Note in the left that some routes are divided into viz and view types, such as /rent_viz/{city}_{statecode} and /rent_viz_view/{cityname}_{statecode}. In the original API, the former would return a JSON object representing the Plotly graph, and the the latter would return an embedded .png image of the graph. Considering that the only key difference between the two was the return statement, at my my suggestion, the data scientist on our team who wrote the script simply combined the two with view added to the viz route as an additional optional parameter, ending the script with an if-else loop like so:

if view:
img = fig.to_image(format="png")
return StreamingResponse(
io.BytesIO(img),
media_type="image/png"
)
else:
return fig.to_json()

Route Referencing

Implementing a system in which one route would reference another allowed us to prevent generating further clutter in the API and it’s associated directory. Under the previous system, if I were to have developed a

weather_pred/{city}_{state}

route, and associated

weather_pred/viz/{city}_{state}

and

weather_pred/viz/view/{city}_{state}

routes, I would have wound up placing each in a different file with the latter two repeating the former’s code differing from one another only by a few lines of code and a return statement. Fortunately, due to the FastAPI’s elegant design route referencing allows the three routes, now condensed into two as described above, to be stored in a Python script as shown below. FastAPI does this by simply using one route’s function in another route preceded by await.

Route Referencing in weather_pred.py

Database Caching

Notice in the above predictive route how the PostgreSQL database connection is contained in an object stored in another file. This allows for the full versatility of the psycopg2 library, while still the security of the database credentials. This also avoids the verbosity of explicitly declaring the connection in the weather_pred.py script.

The predictive route shown above is implemented in the manner described in my previous article.
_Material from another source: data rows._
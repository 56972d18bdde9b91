//! Result types for validation execution
//!
//! Every expected validation outcome is data: a `ValidationResult` carrying
//! either the transformed payload or an ordered list of structured error
//! details. Nothing in here is thrown past the engine boundary.

use std::fmt;

use serde::{Deserialize, Serialize};
use serde_json::Value;

/// One segment of an error path.
///
/// Paths are arrays of keys and indices, never a single dotted string;
/// rendering a dotted display form is the formatter's job.
#[derive(Debug, Clone, PartialEq, Eq, Serialize, Deserialize)]
#[serde(untagged)]
pub enum PathSegment {
    /// Object key or top-level field name
    Key(String),
    /// Array element index
    Index(usize),
}

impl PathSegment {
    /// Top-level field or object key segment.
    pub fn key(name: impl Into<String>) -> Self {
        PathSegment::Key(name.into())
    }

    /// Array index segment.
    pub fn index(index: usize) -> Self {
        PathSegment::Index(index)
    }
}

impl fmt::Display for PathSegment {
    fn fmt(&self, f: &mut fmt::Formatter<'_>) -> fmt::Result {
        match self {
            PathSegment::Key(name) => write!(f, "{}", name),
            PathSegment::Index(index) => write!(f, "[{}]", index),
        }
    }
}

/// Validation error codes.
#[derive(Debug, Clone, Copy, PartialEq, Eq, Serialize, Deserialize)]
#[serde(rename_all = "SCREAMING_SNAKE_CASE")]
pub enum ErrorCode {
    /// Missing required field or wrong value type
    Structural,
    /// Length, range, pattern, or format violation
    Constraint,
    /// Value outside a declared enum set
    EnumMismatch,
    /// A cross-field rule failed
    CrossFieldValidationFailed,
    /// A cross-field condition could not be evaluated
    CrossFieldEvaluationError,
    /// Unexpected internal failure, caught at the engine boundary
    ValidationSystemError,
}

impl ErrorCode {
    /// Returns the wire string for this code.
    pub fn code(&self) -> &'static str {
        match self {
            ErrorCode::Structural => "STRUCTURAL",
            ErrorCode::Constraint => "CONSTRAINT",
            ErrorCode::EnumMismatch => "ENUM_MISMATCH",
            ErrorCode::CrossFieldValidationFailed => "CROSS_FIELD_VALIDATION_FAILED",
            ErrorCode::CrossFieldEvaluationError => "CROSS_FIELD_EVALUATION_ERROR",
            ErrorCode::ValidationSystemError => "VALIDATION_SYSTEM_ERROR",
        }
    }
}

impl fmt::Display for ErrorCode {
    fn fmt(&self, f: &mut fmt::Formatter<'_>) -> fmt::Result {
        write!(f, "{}", self.code())
    }
}

/// One structured validation failure.
#[derive(Debug, Clone, PartialEq, Serialize, Deserialize)]
pub struct ValidationErrorDetail {
    /// Path to the offending field, as key/index segments
    pub path: Vec<PathSegment>,
    /// Error code
    pub code: ErrorCode,
    /// Human-readable message
    pub message: String,
    /// Offending value. Omitted for sensitive fields.
    #[serde(default, skip_serializing_if = "Option::is_none")]
    pub value: Option<Value>,
    /// Expected type or condition
    #[serde(default, skip_serializing_if = "Option::is_none")]
    pub expected: Option<String>,
    /// Additional context (rule description, nested cause)
    #[serde(default, skip_serializing_if = "Option::is_none")]
    pub context: Option<String>,
}

impl ValidationErrorDetail {
    /// Creates a detail with no value/expected/context attachments.
    pub fn new(path: Vec<PathSegment>, code: ErrorCode, message: impl Into<String>) -> Self {
        Self {
            path,
            code,
            message: message.into(),
            value: None,
            expected: None,
            context: None,
        }
    }

    /// Missing required field at the given path.
    pub fn missing_field(path: Vec<PathSegment>) -> Self {
        Self::new(path, ErrorCode::Structural, "required field is missing")
            .with_expected("field to be present")
    }

    /// Wrong value type at the given path.
    pub fn type_mismatch(path: Vec<PathSegment>, expected: &str, actual: &str) -> Self {
        Self::new(
            path,
            ErrorCode::Structural,
            format!("expected {}, got {}", expected, actual),
        )
        .with_expected(expected)
    }

    /// Constraint violation (length/range/pattern/format) at the path.
    pub fn constraint(path: Vec<PathSegment>, message: impl Into<String>) -> Self {
        Self::new(path, ErrorCode::Constraint, message)
    }

    /// Enum membership failure at the path.
    pub fn enum_mismatch(path: Vec<PathSegment>, allowed: &[String]) -> Self {
        Self::new(
            path,
            ErrorCode::EnumMismatch,
            format!("value is not one of: {}", allowed.join(", ")),
        )
        .with_expected(format!("one of: {}", allowed.join(", ")))
    }

    /// Cross-field rule failure; path is always `["cross-field"]`.
    pub fn cross_field(message: impl Into<String>) -> Self {
        Self::new(
            vec![PathSegment::key("cross-field")],
            ErrorCode::CrossFieldValidationFailed,
            message,
        )
    }

    /// Caught fault while evaluating a cross-field condition.
    pub fn cross_field_evaluation(message: impl Into<String>) -> Self {
        Self::new(
            vec![PathSegment::key("cross-field")],
            ErrorCode::CrossFieldEvaluationError,
            message,
        )
    }

    /// Unexpected internal failure, reported as data.
    pub fn system_error(message: impl Into<String>) -> Self {
        Self::new(Vec::new(), ErrorCode::ValidationSystemError, message)
    }

    /// Attaches the offending value unless the field is sensitive.
    pub fn with_value(mut self, value: &Value, sensitive: bool) -> Self {
        if !sensitive {
            self.value = Some(value.clone());
        }
        self
    }

    /// Attaches the expected type or condition.
    pub fn with_expected(mut self, expected: impl Into<String>) -> Self {
        self.expected = Some(expected.into());
        self
    }

    /// Attaches additional context.
    pub fn with_context(mut self, context: impl Into<String>) -> Self {
        self.context = Some(context.into());
        self
    }
}

/// Elapsed-time record for one validation call.
#[derive(Debug, Clone, Copy, PartialEq, Eq, Serialize, Deserialize)]
pub struct ValidationTiming {
    /// Wall-clock duration of the call in microseconds
    pub duration_micros: u64,
    /// Whether the compiled validator came from the cache
    pub from_cache: bool,
}

/// Outcome of one validation call.
#[derive(Debug, Clone, PartialEq, Serialize, Deserialize)]
pub struct ValidationResult {
    /// Whether validation passed
    pub success: bool,
    /// Transformed payload, present only on success
    #[serde(default, skip_serializing_if = "Option::is_none")]
    pub data: Option<Value>,
    /// Ordered failure details, empty on success
    #[serde(default, skip_serializing_if = "Vec::is_empty")]
    pub errors: Vec<ValidationErrorDetail>,
    /// Timing, absent for results synthesized without running a validator
    #[serde(default, skip_serializing_if = "Option::is_none")]
    pub timing: Option<ValidationTiming>,
}

impl ValidationResult {
    /// Successful result carrying the transformed payload.
    pub fn passed(data: Value, timing: ValidationTiming) -> Self {
        Self {
            success: true,
            data: Some(data),
            errors: Vec::new(),
            timing: Some(timing),
        }
    }

    /// Failed result carrying ordered error details.
    pub fn failed(errors: Vec<ValidationErrorDetail>, timing: ValidationTiming) -> Self {
        Self {
            success: false,
            data: None,
            errors,
            timing: Some(timing),
        }
    }

    /// Result for an internal failure caught at the engine boundary.
    pub fn system_error(message: impl Into<String>) -> Self {
        Self {
            success: false,
            data: None,
            errors: vec![ValidationErrorDetail::system_error(message)],
            timing: None,
        }
    }

    /// Returns true if any error carries the given code.
    pub fn has_code(&self, code: ErrorCode) -> bool {
        self.errors.iter().any(|detail| detail.code == code)
    }
}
The function first checks the databases weather_pred table to see if predictions had already been calculated. If the data base has predictions for the city, they are simply returned as such with no unnecessary calculation. If they have not, the predictions are calculated, cached, and returned to the user. An example of the visualization of this output is shown in the featured image shown above (see bottom graph).

Looking Forward

Potential Memory Issues

During the last two weeks of my tenure on this project, while in the process of writing another predictive script for population predictions based on Census Bureau data, we began to run into memory usage problems. Though we were never fully able to diagnose the problem, the fact that none of the models in any of the routes were pickled may have been a contributing factor. This is largely due to the fact that, in working with time series data, rather than working with a single model per route, each model is unique to the the locale for which predictions are being requested. A potential solution to this is shown in the flow chart below.

Pickling Plan

Essentially, each predictive route would be split into two separate routes. One route would handle the model pickling, assigning a name which would identify it with the locale and the time the predictions were made to the pkl file, for easy retrieval by the predictions route. The pkl files would need to be stored on an online hosting service due to their size and quantity. The API would not only need to access said file hosting service for storage, but for retrieval in the predictions route which would treat the former much the way it treats the database.

Data Sourcing

A major limitation of the API’s current deployment is that the bulk of the data used in the project has been taken from datasets in the form of static csv files. The API is, therefore, outdated. In order to update this, a method would need to be devised involving the use of more third party APIs. In some cases, as with the bls (Bureau of Labor Statistics) and census routes, these organizations’ APIs periodically update these data.

With dynamic data, however, we introduce greater complexity, especially with regard to time series modeling. One approach would be to treat each table or column in *the PostgreSQL database as a something of a ring-buffer wherein old information is periodically discarded and new information is periodically inserted into the appropriate tables at the appropriate times, ensuring up-to-date predictions, rather than stale ones based on old data.